Record excerpts:

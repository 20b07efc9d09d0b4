use crate::data::ScoringError;
#[cfg(feature = "serde")]
use serde::{Deserialize, Serialize};

/// One day cut into equal intervals, one value per interval.
///
/// Masks hold values in `[0, 1]` and compose by multiplication; heat
/// contributions compose by addition.
#[derive(Debug, Clone, PartialEq)]
#[cfg_attr(feature = "serde", derive(Serialize, Deserialize))]
#[cfg_attr(feature = "serde", serde(transparent))]
pub struct DayVector(Vec<f64>);

impl From<Vec<f64>> for DayVector {
    fn from(values: Vec<f64>) -> Self {
        DayVector(values)
    }
}

impl DayVector {
    pub fn filled(size: usize, value: f64) -> DayVector {
        DayVector(vec![value; size])
    }

    pub fn zeroes(size: usize) -> DayVector {
        DayVector::filled(size, 0.0)
    }

    pub fn ones(size: usize) -> DayVector {
        DayVector::filled(size, 1.0)
    }

    pub fn len(&self) -> usize {
        self.0.len()
    }

    pub fn is_empty(&self) -> bool {
        self.0.is_empty()
    }

    pub fn as_slice(&self) -> &[f64] {
        &self.0
    }

    pub fn iter(&self) -> std::slice::Iter<'_, f64> {
        self.0.iter()
    }

    pub fn get(&self, index: usize) -> Option<f64> {
        self.0.get(index).copied()
    }

    /// Largest value, `0.0` for an empty vector.
    pub fn max(&self) -> f64 {
        self.0.iter().copied().fold(0.0_f64, f64::max)
    }

    fn check_dimensions(&self, other: &DayVector) -> Result<(), ScoringError> {
        if self.len() == other.len() {
            Ok(())
        } else {
            Err(ScoringError::DimensionMismatch {
                expected: self.len(),
                found: other.len(),
            })
        }
    }

    fn zip_with(
        &self,
        other: &DayVector,
        op: impl Fn(f64, f64) -> f64,
    ) -> Result<DayVector, ScoringError> {
        self.check_dimensions(other)?;

        Ok(DayVector(
            self.0
                .iter()
                .zip(other.0.iter())
                .map(|(&a, &b)| op(a, b))
                .collect(),
        ))
    }

    /// Element-wise product
    ///
    /// # Examples
    /// ```
    /// use zeitplan_slots::DayVector;
    ///
    /// let a = DayVector::from(vec![1.0, 0.5, 0.0]);
    /// let b = DayVector::from(vec![0.5, 0.5, 1.0]);
    /// assert_eq!(a.multiply(&b).unwrap(), DayVector::from(vec![0.5, 0.25, 0.0]));
    ///
    /// assert!(a.multiply(&DayVector::ones(2)).is_err());
    /// ```
    pub fn multiply(&self, other: &DayVector) -> Result<DayVector, ScoringError> {
        self.zip_with(other, |a, b| a * b)
    }

    /// Element-wise sum
    pub fn add(&self, other: &DayVector) -> Result<DayVector, ScoringError> {
        self.zip_with(other, |a, b| a + b)
    }

    pub fn scalar_multiply(&self, scalar: f64) -> Result<DayVector, ScoringError> {
        if !scalar.is_finite() || scalar < 0.0 {
            return Err(ScoringError::invalid(format!(
                "cannot scale by {}",
                scalar
            )));
        }

        Ok(DayVector(self.0.iter().map(|v| v * scalar).collect()))
    }

    pub fn scalar_divide(&self, scalar: f64) -> Result<DayVector, ScoringError> {
        if !scalar.is_finite() || scalar <= 0.0 {
            return Err(ScoringError::invalid(format!(
                "cannot divide by {}",
                scalar
            )));
        }

        Ok(DayVector(self.0.iter().map(|v| v / scalar).collect()))
    }

    /// Scales the vector so its largest value is 1.
    /// A vector without a positive maximum is returned unchanged.
    ///
    /// # Examples
    /// ```
    /// use zeitplan_slots::DayVector;
    ///
    /// let heat = DayVector::from(vec![0.0, 0.1, 0.4]);
    /// assert_eq!(heat.normalize(), DayVector::from(vec![0.0, 0.25, 1.0]));
    ///
    /// assert_eq!(DayVector::zeroes(3).normalize(), DayVector::zeroes(3));
    /// ```
    pub fn normalize(&self) -> DayVector {
        let max = self.max();

        if max > 0.0 && max.is_finite() {
            DayVector(self.0.iter().map(|v| v / max).collect())
        } else {
            self.clone()
        }
    }

    /// `1 - v` for every value
    pub fn complement(&self) -> DayVector {
        DayVector(self.0.iter().map(|v| 1.0 - v).collect())
    }

    /// Slides a window of `window` intervals across the vector; every window
    /// scores the product of the values it covers. A single zero anywhere in a
    /// window zeroes that window.
    ///
    /// # Examples
    /// ```
    /// use zeitplan_slots::DayVector;
    ///
    /// let availability = DayVector::from(vec![1.0, 0.5, 1.0, 0.0, 1.0]);
    ///
    /// assert_eq!(
    ///     availability.zip_multiplying(2).unwrap(),
    ///     DayVector::from(vec![0.5, 0.5, 0.0, 0.0])
    /// );
    /// assert!(availability.zip_multiplying(6).unwrap().is_empty());
    /// assert!(availability.zip_multiplying(0).is_err());
    /// ```
    pub fn zip_multiplying(&self, window: usize) -> Result<DayVector, ScoringError> {
        if window == 0 {
            return Err(ScoringError::invalid("window size must be positive"));
        }

        Ok(DayVector(
            self.0
                .windows(window)
                .map(|values| values.iter().product())
                .collect(),
        ))
    }

    /// Joins days end to end into a single timeline.
    pub fn concat<I>(days: I) -> DayVector
    where
        I: IntoIterator<Item = DayVector>,
    {
        DayVector(days.into_iter().flat_map(|day| day.0).collect())
    }
}

pub trait Compose {
    fn multiply_all(self, size: usize) -> Result<DayVector, ScoringError>;
    fn add_all(self, size: usize) -> Result<DayVector, ScoringError>;
}

impl<T> Compose for T
where
    T: Iterator<Item = DayVector>,
{
    /// Product of every mask, `ones(size)` when there are none
    fn multiply_all(self, size: usize) -> Result<DayVector, ScoringError> {
        self.fold(Ok(DayVector::ones(size)), |acc, mask| {
            acc.and_then(|acc| acc.multiply(&mask))
        })
    }

    /// Sum of every contribution, `zeroes(size)` when there are none
    fn add_all(self, size: usize) -> Result<DayVector, ScoringError> {
        self.fold(Ok(DayVector::zeroes(size)), |acc, heat| {
            acc.and_then(|acc| acc.add(&heat))
        })
    }
}

#[cfg(test)]
mod tests {
    use super::*;
    use proptest::prelude::*;

    const N: usize = 96;

    fn day_vector() -> impl Strategy<Value = DayVector> {
        prop::collection::vec(0.0_f64..=1.0, N).prop_map(DayVector::from)
    }

    proptest! {
        #[test]
        fn ones_is_the_multiplicative_identity(v in day_vector()) {
            prop_assert_eq!(v.multiply(&DayVector::ones(N)).unwrap(), v);
        }

        #[test]
        fn zeroes_is_the_additive_identity(v in day_vector()) {
            prop_assert_eq!(v.add(&DayVector::zeroes(N)).unwrap(), v);
        }

        #[test]
        fn zeroes_annihilates(v in day_vector()) {
            prop_assert_eq!(v.multiply(&DayVector::zeroes(N)).unwrap(), DayVector::zeroes(N));
        }

        #[test]
        fn normalize_is_idempotent(v in day_vector()) {
            prop_assume!(v.max() > 0.0);

            let once = v.normalize();
            prop_assert_eq!(once.max(), 1.0);
            prop_assert_eq!(once.normalize(), once);
        }

        #[test]
        fn window_scores_never_exceed_their_values(v in day_vector(), window in 1_usize..8) {
            let scores = v.zip_multiplying(window).unwrap();

            prop_assert_eq!(scores.len(), N - window + 1);
            for (i, score) in scores.iter().enumerate() {
                prop_assert!(v.as_slice()[i..i + window].iter().all(|x| *score <= *x));
            }
        }
    }

    #[test]
    fn mismatched_lengths_fail() {
        let short = DayVector::ones(24);
        let long = DayVector::ones(96);

        assert_eq!(
            short.add(&long),
            Err(ScoringError::DimensionMismatch {
                expected: 24,
                found: 96
            })
        );
        assert!(long.multiply(&short).is_err());
    }

    #[test]
    fn scalar_arguments_are_checked() {
        let v = DayVector::from(vec![0.2, 0.4]);

        assert_eq!(v.scalar_multiply(2.0).unwrap(), DayVector::from(vec![0.4, 0.8]));
        assert_eq!(v.scalar_multiply(0.0).unwrap(), DayVector::zeroes(2));
        assert!(v.scalar_multiply(-1.0).is_err());
        assert!(v.scalar_divide(0.0).is_err());
        assert!(v.scalar_divide(-2.0).is_err());
        assert!(v.scalar_divide(f64::NAN).is_err());
    }

    #[test]
    fn folds_compose_masks() {
        let masks = vec![
            DayVector::from(vec![1.0, 0.5]),
            DayVector::from(vec![0.5, 0.5]),
        ];

        assert_eq!(
            masks.clone().into_iter().multiply_all(2).unwrap(),
            DayVector::from(vec![0.5, 0.25])
        );
        assert_eq!(
            masks.into_iter().add_all(2).unwrap(),
            DayVector::from(vec![1.5, 1.0])
        );
        assert_eq!(
            std::iter::empty::<DayVector>().multiply_all(3).unwrap(),
            DayVector::ones(3)
        );
    }

    #[test]
    fn concat_keeps_day_order() {
        let timeline = DayVector::concat(vec![DayVector::zeroes(2), DayVector::ones(2)]);

        assert_eq!(timeline, DayVector::from(vec![0.0, 0.0, 1.0, 1.0]));
    }
}
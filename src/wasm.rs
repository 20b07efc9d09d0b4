use crate::{Block, SlotSuggestion, Suggester, SuggestionConfig, SuggestionRequest, WorkingHours};
use chrono::{DateTime, Utc};
use serde::{Deserialize, Serialize};
use wasm_bindgen::prelude::*;

#[derive(Deserialize)]
#[serde(rename_all = "camelCase")]
struct SuggestInput {
    working_hours: WorkingHours,
    #[serde(default)]
    blocks: Vec<Block>,
    request: SuggestionRequest,
    now: DateTime<Utc>,
    #[serde(default)]
    config: SuggestionConfig,
}

#[derive(Serialize)]
struct SuggestOutput {
    suggestions: Vec<SlotSuggestion>,
}

#[wasm_bindgen(js_name = suggestSlots)]
pub fn suggest_slots(input: JsValue) -> Result<JsValue, JsValue> {
    let input: SuggestInput = serde_wasm_bindgen::from_value(input)?;

    let suggester = Suggester::new(input.working_hours, input.blocks, input.config);
    let suggestions = suggester
        .suggest(&input.request, input.now)
        .map_err(|e| JsValue::from_str(&e.to_string()))?;

    Ok(serde_wasm_bindgen::to_value(&SuggestOutput { suggestions })?)
}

Required action: From the records above, show each line that contains the word "there".

Answer to this exercise:
    /// Product of every mask, `ones(size)` when there are none
    /// Sum of every contribution, `zeroes(size)` when there are none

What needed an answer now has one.